**Your assignment:**
Taking the listing below, restate word for word each line from the line with "state machine, comments" to the line with "let bind_address = config.bind_address.clone();", ends included, and stop there.
━━ Exercise input
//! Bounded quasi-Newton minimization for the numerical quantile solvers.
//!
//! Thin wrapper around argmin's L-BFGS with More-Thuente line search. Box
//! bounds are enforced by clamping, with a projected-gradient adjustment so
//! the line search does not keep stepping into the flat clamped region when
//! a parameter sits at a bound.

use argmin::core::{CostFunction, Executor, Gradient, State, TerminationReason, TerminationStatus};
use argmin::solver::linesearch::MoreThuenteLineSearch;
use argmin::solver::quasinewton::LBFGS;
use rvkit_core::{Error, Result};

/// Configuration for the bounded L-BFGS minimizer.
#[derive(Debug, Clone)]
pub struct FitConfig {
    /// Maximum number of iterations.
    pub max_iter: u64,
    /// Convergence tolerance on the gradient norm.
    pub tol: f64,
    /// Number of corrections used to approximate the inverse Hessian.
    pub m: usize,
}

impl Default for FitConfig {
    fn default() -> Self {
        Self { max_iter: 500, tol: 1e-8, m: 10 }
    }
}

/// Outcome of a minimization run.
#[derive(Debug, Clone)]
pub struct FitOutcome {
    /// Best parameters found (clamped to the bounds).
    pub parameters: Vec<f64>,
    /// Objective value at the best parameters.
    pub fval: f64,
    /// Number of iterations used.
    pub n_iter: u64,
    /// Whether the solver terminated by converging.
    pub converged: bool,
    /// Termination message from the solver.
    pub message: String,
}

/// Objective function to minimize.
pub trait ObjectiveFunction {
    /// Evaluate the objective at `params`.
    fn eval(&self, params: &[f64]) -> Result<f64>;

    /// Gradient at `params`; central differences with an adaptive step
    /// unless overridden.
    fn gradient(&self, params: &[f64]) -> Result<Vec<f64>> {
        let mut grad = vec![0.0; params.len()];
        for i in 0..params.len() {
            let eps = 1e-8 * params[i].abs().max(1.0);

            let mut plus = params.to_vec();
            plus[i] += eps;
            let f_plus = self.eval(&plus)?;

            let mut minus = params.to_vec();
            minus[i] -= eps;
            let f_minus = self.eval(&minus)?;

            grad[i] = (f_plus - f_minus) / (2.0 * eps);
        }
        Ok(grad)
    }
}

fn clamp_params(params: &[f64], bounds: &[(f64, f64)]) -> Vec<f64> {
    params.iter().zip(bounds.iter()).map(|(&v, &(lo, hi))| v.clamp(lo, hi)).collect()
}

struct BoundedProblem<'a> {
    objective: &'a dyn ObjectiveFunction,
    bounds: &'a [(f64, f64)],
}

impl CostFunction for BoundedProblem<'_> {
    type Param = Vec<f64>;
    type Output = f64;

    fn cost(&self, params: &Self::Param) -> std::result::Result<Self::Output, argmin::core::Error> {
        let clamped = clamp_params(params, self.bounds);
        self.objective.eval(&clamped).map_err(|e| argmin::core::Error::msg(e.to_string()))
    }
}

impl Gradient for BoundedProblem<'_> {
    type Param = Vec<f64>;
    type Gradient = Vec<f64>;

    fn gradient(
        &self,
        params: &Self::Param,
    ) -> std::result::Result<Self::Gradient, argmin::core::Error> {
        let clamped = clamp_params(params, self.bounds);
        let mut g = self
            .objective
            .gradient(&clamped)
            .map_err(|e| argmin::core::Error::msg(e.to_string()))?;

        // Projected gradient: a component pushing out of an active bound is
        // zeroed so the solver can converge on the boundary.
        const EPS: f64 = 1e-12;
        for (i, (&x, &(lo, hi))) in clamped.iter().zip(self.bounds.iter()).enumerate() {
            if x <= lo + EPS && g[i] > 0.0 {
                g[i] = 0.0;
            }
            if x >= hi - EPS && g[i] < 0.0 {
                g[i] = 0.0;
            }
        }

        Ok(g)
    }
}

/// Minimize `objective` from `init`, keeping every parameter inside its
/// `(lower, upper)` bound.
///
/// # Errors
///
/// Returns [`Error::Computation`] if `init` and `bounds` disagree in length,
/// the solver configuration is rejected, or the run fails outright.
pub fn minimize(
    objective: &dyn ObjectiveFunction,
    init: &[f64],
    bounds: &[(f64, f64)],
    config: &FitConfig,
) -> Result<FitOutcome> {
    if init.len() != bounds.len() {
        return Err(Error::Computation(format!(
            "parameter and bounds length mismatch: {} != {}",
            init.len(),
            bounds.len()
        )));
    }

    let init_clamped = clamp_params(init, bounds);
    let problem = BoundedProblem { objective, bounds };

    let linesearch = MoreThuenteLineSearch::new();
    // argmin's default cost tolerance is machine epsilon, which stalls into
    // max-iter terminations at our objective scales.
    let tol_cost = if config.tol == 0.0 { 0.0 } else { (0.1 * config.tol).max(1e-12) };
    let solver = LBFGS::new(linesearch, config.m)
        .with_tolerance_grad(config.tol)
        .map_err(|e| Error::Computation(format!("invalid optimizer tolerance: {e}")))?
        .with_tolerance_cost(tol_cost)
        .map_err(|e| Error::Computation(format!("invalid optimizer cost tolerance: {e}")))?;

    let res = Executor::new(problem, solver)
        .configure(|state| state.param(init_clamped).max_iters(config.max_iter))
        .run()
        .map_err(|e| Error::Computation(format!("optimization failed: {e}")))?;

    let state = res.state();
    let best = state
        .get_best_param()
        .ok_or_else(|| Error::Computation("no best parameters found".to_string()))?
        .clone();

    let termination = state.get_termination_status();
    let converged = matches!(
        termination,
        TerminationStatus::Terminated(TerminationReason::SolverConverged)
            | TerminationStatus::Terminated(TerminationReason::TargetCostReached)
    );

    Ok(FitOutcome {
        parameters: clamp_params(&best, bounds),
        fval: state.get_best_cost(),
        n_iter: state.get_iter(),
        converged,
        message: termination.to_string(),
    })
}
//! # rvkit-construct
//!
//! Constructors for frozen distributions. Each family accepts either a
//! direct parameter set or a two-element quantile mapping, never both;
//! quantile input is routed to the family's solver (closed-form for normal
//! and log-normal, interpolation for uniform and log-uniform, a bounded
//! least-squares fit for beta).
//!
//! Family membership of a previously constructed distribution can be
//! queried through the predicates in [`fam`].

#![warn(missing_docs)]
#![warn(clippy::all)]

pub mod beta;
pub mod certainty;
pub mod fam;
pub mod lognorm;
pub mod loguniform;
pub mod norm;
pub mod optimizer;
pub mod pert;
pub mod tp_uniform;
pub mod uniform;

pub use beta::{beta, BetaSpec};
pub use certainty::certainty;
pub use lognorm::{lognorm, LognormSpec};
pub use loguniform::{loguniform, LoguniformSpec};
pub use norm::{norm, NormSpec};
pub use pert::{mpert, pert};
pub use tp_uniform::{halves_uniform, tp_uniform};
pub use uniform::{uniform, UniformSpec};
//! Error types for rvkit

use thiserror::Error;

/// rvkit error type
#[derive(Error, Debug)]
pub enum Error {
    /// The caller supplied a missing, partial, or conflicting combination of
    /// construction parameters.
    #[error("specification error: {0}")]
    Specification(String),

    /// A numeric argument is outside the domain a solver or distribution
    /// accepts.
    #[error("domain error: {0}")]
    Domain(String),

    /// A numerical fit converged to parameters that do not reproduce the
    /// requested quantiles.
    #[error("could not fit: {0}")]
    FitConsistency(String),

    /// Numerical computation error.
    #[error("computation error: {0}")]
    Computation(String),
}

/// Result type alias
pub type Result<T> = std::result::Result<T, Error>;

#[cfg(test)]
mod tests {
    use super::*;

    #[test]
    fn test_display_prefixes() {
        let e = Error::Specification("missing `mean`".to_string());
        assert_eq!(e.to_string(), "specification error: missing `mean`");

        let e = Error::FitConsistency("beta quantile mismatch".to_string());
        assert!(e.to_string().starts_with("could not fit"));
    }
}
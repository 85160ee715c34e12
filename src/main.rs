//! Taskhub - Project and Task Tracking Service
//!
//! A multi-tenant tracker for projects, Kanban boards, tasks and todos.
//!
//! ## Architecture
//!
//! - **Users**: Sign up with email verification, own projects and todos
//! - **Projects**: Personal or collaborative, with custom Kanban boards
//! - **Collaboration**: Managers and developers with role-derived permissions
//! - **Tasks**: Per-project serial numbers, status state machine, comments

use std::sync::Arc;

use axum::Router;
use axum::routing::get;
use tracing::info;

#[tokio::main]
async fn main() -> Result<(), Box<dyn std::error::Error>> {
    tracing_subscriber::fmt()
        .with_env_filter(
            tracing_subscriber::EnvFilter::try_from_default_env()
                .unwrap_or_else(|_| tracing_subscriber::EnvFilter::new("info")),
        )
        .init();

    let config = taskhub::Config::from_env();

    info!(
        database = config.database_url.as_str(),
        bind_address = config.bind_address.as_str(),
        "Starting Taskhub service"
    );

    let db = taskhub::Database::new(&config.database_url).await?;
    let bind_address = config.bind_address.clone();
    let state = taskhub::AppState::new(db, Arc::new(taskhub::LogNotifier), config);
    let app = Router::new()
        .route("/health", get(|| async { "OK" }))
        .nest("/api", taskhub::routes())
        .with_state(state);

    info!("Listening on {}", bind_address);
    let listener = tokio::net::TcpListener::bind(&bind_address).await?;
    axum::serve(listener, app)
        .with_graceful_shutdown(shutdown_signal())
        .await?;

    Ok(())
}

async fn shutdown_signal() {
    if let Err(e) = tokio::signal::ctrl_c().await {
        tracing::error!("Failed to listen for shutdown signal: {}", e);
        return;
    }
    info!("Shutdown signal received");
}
━━━━
**Answer space:**
//! - **Tasks**: Per-project serial numbers, status state machine, comments

use std::sync::Arc;

use axum::Router;
use axum::routing::get;
use tracing::info;

#[tokio::main]
async fn main() -> Result<(), Box<dyn std::error::Error>> {
    tracing_subscriber::fmt()
        .with_env_filter(
            tracing_subscriber::EnvFilter::try_from_default_env()
                .unwrap_or_else(|_| tracing_subscriber::EnvFilter::new("info")),
        )
        .init();

    let config = taskhub::Config::from_env();

    info!(
        database = config.database_url.as_str(),
        bind_address = config.bind_address.as_str(),
        "Starting Taskhub service"
    );

    let db = taskhub::Database::new(&config.database_url).await?;
    let bind_address = config.bind_address.clone();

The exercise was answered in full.